## Assigned task:
The answer is every line in the data below that contains the word "LightTrellis".

Saved entries

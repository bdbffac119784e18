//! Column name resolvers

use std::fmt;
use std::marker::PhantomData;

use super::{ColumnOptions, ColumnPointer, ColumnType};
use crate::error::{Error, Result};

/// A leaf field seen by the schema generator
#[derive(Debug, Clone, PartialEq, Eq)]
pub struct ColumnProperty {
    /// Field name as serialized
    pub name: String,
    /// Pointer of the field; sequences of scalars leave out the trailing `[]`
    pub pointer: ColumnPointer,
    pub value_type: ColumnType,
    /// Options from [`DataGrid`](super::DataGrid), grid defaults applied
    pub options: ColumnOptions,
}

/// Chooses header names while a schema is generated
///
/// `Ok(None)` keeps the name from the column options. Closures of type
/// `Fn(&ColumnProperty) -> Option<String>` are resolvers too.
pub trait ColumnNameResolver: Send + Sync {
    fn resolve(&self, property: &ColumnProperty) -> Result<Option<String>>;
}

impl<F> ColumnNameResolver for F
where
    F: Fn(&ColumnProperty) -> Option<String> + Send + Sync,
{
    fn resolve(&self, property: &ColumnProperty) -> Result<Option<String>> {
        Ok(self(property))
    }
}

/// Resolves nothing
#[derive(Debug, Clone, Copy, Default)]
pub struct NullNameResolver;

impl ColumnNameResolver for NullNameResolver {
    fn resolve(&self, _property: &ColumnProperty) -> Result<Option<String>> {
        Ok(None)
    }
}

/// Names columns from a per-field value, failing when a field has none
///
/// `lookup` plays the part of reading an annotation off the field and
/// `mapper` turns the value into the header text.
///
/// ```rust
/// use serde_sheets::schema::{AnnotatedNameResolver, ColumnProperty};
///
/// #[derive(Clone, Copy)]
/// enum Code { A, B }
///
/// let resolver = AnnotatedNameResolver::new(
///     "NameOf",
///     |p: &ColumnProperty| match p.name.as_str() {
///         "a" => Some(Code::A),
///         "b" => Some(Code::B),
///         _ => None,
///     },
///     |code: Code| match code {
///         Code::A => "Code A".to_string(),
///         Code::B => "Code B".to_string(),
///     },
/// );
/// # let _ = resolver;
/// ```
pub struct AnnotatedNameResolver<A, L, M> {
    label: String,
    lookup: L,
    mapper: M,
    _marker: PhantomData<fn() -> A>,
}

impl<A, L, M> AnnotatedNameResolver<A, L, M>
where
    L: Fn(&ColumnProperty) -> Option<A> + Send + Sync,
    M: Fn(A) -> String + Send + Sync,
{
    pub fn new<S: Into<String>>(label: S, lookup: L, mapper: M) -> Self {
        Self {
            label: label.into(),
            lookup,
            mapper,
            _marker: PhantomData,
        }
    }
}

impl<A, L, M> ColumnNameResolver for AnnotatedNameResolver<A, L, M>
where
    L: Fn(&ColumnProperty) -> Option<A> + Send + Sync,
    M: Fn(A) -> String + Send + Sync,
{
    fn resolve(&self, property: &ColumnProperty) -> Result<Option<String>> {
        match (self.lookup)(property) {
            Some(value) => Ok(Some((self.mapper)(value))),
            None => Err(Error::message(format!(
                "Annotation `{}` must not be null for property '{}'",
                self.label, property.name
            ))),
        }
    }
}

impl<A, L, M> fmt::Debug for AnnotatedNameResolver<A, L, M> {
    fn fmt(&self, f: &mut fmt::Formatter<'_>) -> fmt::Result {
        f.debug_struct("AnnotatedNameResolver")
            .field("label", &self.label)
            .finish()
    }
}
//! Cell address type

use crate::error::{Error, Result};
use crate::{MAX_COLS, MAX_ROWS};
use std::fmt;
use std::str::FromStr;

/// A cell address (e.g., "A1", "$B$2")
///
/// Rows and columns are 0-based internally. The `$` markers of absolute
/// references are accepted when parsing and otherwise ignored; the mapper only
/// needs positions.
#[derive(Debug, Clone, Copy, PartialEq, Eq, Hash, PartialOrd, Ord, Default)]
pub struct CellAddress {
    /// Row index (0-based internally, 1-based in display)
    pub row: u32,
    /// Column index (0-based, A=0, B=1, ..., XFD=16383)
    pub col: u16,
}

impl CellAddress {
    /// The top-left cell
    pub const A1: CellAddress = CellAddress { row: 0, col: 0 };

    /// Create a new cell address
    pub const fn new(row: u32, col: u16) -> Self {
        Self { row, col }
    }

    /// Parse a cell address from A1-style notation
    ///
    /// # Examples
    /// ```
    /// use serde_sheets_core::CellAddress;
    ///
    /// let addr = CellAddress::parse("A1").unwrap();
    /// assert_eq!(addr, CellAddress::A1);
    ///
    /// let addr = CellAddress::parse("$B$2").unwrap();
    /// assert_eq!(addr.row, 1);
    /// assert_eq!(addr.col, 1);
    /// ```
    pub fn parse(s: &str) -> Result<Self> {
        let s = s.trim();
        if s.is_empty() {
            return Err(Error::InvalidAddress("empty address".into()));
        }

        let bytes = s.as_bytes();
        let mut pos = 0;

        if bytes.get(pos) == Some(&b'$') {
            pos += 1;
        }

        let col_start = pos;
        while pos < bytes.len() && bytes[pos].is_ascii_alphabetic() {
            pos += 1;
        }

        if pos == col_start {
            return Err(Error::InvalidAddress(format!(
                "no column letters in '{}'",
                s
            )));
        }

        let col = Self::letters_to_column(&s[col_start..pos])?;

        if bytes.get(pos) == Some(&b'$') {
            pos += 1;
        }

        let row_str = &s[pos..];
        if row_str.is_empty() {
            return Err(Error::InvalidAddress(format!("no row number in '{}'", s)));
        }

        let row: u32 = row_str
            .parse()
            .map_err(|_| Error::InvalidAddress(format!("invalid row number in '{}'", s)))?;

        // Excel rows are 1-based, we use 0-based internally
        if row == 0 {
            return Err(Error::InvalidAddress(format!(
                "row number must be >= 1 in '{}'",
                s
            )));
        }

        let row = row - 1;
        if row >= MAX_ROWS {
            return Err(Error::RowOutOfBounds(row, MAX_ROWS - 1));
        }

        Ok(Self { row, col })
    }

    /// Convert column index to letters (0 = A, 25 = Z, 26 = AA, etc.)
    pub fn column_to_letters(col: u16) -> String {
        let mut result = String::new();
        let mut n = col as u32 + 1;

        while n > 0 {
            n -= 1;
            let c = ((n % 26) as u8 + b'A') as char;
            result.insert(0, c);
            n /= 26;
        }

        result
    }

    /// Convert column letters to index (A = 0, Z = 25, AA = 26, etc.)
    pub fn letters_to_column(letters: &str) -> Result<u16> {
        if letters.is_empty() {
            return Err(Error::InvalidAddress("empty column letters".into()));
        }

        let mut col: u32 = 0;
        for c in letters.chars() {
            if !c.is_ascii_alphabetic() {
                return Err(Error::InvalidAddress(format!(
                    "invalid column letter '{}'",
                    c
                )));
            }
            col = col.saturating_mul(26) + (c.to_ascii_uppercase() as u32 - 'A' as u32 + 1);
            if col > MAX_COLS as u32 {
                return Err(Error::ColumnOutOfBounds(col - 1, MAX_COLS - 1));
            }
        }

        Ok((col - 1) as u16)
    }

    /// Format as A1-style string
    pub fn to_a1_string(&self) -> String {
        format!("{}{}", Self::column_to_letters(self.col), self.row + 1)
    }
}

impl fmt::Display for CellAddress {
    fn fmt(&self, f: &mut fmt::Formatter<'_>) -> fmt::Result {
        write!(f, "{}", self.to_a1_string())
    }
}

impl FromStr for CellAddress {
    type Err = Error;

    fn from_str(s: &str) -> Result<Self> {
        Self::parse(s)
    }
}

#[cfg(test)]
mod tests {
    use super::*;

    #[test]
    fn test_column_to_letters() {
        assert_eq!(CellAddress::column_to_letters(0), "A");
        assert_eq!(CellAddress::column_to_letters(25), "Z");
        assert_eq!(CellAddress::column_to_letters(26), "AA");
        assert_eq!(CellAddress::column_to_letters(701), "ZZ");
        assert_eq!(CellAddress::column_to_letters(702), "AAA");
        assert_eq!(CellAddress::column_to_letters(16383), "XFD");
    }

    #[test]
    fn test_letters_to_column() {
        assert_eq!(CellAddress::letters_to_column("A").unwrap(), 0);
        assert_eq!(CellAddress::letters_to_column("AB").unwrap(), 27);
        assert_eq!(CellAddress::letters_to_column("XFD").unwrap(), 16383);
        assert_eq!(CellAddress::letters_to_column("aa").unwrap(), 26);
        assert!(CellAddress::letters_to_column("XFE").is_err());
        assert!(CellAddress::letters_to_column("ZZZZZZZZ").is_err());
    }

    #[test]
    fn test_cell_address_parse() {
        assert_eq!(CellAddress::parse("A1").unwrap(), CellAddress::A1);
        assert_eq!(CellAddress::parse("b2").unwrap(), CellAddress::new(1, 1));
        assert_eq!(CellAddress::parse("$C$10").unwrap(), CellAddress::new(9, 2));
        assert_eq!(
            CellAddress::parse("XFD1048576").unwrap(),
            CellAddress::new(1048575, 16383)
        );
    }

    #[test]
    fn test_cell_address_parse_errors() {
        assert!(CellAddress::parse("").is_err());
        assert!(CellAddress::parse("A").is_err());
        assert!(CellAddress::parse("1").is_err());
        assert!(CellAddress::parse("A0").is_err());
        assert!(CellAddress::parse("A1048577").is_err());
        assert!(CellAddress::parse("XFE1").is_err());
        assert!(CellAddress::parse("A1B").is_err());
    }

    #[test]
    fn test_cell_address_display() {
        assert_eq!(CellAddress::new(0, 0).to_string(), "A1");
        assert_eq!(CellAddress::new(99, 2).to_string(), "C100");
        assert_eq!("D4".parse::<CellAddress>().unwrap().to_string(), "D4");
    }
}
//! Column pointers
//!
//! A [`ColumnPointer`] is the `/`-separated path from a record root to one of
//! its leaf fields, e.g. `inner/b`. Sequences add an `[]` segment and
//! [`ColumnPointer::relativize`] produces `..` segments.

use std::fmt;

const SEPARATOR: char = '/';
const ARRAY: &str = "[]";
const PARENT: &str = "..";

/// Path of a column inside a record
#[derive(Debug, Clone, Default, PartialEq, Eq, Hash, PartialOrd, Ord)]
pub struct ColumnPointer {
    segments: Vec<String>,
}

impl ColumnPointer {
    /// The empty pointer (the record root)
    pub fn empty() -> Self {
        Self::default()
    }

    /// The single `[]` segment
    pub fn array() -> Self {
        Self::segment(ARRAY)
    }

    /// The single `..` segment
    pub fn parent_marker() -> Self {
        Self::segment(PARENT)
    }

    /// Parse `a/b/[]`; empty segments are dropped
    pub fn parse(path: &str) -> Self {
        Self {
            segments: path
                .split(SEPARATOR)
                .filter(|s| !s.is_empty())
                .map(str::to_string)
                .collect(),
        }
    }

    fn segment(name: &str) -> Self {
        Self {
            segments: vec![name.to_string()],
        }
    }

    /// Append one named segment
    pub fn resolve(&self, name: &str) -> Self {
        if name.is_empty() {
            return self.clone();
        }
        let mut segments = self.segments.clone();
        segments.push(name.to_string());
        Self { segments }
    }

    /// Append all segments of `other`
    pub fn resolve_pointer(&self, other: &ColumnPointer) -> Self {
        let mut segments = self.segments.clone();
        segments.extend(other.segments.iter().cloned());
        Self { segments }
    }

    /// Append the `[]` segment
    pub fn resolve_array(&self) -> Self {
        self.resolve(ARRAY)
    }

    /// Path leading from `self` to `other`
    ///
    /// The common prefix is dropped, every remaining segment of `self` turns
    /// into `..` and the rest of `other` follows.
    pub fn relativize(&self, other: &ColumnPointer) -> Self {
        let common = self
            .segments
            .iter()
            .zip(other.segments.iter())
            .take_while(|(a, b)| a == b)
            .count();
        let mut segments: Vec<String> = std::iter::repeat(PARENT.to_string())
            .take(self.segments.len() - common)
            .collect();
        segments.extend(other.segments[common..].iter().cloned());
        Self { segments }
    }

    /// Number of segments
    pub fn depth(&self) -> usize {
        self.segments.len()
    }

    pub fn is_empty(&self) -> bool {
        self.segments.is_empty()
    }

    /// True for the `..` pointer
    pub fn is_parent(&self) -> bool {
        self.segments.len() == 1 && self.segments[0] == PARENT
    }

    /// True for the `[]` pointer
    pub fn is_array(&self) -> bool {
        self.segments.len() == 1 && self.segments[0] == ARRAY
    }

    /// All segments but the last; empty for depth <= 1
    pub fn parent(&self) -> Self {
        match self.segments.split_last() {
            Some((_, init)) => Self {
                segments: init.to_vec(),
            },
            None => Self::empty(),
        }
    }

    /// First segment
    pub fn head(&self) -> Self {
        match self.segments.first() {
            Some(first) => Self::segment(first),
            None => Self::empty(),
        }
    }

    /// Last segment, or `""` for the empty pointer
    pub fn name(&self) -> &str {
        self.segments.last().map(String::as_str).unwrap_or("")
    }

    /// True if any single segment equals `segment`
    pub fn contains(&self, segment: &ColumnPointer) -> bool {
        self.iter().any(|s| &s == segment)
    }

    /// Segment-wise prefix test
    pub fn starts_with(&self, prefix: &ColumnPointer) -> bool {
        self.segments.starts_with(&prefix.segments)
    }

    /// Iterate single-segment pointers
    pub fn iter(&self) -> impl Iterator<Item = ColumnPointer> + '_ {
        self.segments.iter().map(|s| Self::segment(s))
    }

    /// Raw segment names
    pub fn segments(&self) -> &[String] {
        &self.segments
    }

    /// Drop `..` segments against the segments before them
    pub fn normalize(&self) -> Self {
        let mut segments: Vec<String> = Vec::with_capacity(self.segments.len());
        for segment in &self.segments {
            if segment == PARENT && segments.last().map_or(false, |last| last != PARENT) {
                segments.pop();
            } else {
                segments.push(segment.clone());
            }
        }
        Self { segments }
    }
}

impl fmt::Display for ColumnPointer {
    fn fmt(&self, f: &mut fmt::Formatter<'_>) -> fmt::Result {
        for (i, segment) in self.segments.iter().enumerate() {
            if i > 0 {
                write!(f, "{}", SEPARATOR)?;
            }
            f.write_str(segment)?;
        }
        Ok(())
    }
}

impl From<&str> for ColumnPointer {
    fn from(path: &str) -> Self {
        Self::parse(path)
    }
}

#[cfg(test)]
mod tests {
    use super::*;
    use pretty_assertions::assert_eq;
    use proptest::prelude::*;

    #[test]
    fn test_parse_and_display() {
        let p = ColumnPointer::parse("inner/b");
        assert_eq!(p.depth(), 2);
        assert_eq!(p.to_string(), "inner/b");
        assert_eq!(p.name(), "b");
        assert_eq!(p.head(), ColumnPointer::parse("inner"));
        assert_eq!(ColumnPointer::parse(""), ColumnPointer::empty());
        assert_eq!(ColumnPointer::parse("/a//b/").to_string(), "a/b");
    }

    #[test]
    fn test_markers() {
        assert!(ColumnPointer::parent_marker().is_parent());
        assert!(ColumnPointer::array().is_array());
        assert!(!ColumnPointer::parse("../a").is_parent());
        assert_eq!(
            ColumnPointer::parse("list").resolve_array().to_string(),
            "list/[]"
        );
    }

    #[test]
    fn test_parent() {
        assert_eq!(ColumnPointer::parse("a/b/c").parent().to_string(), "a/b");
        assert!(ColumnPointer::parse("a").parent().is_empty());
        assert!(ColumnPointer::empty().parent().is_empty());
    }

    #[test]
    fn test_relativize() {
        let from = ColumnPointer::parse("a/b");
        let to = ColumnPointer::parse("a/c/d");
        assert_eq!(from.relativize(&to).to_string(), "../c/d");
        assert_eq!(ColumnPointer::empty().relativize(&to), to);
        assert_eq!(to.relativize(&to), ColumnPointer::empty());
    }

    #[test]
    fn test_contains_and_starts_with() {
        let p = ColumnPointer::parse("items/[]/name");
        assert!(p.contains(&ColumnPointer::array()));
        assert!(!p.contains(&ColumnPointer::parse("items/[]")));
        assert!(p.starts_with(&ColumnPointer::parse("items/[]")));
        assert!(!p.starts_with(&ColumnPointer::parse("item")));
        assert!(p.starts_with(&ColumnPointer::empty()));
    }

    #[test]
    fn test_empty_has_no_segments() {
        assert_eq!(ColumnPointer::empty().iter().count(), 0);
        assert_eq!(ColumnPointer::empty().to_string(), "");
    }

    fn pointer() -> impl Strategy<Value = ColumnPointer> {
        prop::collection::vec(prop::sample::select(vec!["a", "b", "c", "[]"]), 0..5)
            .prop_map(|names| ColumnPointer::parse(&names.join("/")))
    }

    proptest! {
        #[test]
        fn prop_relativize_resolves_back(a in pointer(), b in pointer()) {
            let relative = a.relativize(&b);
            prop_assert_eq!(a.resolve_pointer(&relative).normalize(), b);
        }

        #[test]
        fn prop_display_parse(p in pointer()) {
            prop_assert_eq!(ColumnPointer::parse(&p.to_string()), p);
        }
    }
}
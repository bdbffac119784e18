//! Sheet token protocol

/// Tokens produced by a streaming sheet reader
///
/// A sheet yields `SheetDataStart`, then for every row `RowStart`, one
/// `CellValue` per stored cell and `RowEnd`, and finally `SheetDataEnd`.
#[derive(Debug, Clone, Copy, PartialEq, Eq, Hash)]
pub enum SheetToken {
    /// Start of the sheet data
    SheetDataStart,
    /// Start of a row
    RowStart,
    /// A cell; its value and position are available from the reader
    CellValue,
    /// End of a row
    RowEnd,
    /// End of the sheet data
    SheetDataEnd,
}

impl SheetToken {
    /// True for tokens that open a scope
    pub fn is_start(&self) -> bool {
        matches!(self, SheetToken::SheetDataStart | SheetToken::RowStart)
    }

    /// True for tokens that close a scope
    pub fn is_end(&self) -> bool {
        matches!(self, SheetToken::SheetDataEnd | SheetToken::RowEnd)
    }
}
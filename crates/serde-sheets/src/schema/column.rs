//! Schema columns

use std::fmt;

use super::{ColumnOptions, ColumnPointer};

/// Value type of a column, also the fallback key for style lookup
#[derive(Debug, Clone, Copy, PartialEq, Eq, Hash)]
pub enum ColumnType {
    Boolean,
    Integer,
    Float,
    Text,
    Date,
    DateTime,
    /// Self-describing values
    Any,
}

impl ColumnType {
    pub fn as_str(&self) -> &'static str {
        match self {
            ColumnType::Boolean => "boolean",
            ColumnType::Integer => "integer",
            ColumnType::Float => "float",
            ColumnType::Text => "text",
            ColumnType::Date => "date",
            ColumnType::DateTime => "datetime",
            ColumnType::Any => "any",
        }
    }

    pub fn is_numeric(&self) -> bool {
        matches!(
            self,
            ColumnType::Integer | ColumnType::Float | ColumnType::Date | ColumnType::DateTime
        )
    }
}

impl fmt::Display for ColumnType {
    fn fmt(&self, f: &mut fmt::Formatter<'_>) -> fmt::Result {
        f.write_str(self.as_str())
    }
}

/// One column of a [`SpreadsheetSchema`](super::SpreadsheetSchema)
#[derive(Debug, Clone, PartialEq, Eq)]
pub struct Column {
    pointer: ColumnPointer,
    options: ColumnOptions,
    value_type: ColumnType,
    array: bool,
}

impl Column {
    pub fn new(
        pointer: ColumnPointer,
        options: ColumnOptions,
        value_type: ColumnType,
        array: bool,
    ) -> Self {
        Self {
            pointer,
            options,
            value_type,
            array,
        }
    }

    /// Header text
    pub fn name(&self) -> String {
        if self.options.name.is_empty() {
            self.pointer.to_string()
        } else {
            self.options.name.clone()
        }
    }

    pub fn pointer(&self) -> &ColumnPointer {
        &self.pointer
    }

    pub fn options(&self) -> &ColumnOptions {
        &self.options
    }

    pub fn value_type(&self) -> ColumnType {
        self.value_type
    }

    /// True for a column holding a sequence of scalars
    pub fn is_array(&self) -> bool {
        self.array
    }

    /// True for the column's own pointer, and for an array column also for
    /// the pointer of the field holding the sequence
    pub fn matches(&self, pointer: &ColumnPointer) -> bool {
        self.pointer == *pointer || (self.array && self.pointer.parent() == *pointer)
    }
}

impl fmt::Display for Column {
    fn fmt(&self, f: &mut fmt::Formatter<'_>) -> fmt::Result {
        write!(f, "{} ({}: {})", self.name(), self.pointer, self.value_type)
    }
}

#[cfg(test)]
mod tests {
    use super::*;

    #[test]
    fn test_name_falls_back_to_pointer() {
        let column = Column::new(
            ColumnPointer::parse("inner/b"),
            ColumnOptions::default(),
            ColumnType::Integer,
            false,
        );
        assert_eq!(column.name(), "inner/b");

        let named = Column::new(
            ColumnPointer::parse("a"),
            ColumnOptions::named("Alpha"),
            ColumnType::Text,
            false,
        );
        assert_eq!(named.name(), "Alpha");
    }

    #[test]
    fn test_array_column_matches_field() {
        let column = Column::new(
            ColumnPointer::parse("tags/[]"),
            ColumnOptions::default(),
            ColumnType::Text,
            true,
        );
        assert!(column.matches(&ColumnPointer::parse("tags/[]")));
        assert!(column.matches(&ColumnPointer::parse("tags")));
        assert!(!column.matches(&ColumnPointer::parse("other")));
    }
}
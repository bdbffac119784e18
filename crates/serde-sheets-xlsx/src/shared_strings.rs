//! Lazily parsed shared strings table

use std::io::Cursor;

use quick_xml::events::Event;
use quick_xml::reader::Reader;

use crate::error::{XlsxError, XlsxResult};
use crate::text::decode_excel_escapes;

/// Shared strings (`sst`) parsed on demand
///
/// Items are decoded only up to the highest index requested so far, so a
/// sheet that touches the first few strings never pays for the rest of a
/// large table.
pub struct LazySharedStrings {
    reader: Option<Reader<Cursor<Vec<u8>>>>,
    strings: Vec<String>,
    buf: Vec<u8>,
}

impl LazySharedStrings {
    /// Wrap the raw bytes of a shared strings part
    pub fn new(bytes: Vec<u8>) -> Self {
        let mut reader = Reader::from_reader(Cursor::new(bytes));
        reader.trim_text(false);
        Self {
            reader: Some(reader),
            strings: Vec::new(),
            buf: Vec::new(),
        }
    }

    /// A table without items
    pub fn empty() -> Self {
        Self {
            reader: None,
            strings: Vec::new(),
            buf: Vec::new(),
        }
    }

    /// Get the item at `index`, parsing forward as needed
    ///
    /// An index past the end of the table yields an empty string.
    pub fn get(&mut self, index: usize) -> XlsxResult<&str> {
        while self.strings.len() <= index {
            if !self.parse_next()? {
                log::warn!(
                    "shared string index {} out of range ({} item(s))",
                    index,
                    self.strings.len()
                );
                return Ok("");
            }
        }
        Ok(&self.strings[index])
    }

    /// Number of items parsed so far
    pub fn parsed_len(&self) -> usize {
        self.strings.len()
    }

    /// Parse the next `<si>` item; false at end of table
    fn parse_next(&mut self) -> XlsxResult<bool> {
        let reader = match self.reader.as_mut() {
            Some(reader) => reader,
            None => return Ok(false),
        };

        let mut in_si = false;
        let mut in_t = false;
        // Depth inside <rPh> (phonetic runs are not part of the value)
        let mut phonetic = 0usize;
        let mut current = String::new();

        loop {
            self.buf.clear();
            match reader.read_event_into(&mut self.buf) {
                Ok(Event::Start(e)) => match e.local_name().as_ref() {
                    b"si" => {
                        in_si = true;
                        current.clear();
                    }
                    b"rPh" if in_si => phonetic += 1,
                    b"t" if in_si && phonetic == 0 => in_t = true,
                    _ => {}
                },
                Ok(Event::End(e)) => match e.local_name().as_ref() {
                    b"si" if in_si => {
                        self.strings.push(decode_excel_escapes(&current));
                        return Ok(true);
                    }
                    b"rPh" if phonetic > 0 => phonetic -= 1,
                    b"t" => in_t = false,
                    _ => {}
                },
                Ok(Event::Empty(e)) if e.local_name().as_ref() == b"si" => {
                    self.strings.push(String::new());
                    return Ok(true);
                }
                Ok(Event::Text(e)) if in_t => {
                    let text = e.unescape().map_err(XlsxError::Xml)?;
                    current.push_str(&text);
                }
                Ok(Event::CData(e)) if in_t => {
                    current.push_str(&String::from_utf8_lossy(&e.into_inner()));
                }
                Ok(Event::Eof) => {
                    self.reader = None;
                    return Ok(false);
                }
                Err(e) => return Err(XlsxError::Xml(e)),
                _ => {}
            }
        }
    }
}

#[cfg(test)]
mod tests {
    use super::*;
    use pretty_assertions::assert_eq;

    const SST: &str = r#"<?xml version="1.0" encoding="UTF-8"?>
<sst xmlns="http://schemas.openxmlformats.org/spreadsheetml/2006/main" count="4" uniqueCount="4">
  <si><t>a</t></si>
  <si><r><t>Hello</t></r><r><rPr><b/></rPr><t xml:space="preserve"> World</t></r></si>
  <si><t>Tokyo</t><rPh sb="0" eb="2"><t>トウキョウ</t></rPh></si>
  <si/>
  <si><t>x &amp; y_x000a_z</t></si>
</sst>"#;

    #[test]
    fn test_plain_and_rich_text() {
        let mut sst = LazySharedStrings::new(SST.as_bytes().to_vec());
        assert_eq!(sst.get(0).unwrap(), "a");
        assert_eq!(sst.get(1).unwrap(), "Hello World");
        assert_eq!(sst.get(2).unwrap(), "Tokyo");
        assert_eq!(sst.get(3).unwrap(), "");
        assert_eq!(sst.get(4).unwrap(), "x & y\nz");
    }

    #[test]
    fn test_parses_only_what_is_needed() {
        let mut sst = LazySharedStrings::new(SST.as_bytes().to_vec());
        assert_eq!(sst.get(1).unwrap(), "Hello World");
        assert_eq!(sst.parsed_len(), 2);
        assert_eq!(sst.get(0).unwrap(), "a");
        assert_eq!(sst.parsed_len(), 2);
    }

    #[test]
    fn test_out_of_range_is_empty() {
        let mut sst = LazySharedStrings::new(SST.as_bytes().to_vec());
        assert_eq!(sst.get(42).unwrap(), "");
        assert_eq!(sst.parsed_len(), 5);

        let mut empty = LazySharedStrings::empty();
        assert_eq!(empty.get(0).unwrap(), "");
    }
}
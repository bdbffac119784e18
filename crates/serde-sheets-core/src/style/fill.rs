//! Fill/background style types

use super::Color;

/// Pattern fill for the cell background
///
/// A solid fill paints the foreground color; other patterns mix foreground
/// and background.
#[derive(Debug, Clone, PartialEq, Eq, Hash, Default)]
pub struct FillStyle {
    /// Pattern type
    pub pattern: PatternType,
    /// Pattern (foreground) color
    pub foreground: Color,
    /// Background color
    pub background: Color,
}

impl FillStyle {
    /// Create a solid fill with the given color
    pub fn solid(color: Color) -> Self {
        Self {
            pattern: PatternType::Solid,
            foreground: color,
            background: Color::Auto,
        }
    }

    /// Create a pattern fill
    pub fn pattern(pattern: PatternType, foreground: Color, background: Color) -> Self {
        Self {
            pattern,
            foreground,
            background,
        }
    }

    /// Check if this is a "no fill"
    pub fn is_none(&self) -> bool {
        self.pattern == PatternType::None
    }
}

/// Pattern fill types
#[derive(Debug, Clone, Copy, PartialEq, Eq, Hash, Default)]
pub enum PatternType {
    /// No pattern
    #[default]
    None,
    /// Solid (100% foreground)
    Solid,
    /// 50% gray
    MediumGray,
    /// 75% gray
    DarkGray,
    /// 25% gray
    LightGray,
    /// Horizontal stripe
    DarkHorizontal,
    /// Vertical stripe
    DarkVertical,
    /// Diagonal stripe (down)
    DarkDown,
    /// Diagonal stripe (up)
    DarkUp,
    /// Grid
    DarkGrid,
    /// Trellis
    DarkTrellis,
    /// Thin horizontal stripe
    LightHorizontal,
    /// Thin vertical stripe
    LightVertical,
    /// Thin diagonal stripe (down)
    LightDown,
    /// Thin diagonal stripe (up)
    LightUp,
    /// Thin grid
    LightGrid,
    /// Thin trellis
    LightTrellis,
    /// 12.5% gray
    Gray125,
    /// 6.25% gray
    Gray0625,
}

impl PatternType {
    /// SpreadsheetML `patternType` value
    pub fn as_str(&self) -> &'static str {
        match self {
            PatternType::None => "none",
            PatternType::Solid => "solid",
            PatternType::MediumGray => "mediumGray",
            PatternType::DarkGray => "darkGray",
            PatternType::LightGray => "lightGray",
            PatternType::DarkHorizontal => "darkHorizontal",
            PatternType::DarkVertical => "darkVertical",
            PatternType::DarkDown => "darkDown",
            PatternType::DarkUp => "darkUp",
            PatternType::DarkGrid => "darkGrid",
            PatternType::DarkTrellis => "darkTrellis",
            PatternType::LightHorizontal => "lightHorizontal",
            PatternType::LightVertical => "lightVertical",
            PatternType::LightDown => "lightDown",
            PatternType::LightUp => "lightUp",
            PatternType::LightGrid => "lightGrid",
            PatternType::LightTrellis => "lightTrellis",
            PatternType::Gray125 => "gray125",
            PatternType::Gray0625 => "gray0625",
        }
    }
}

## Response to the exercise:
    LightTrellis,
            PatternType::LightTrellis => "lightTrellis",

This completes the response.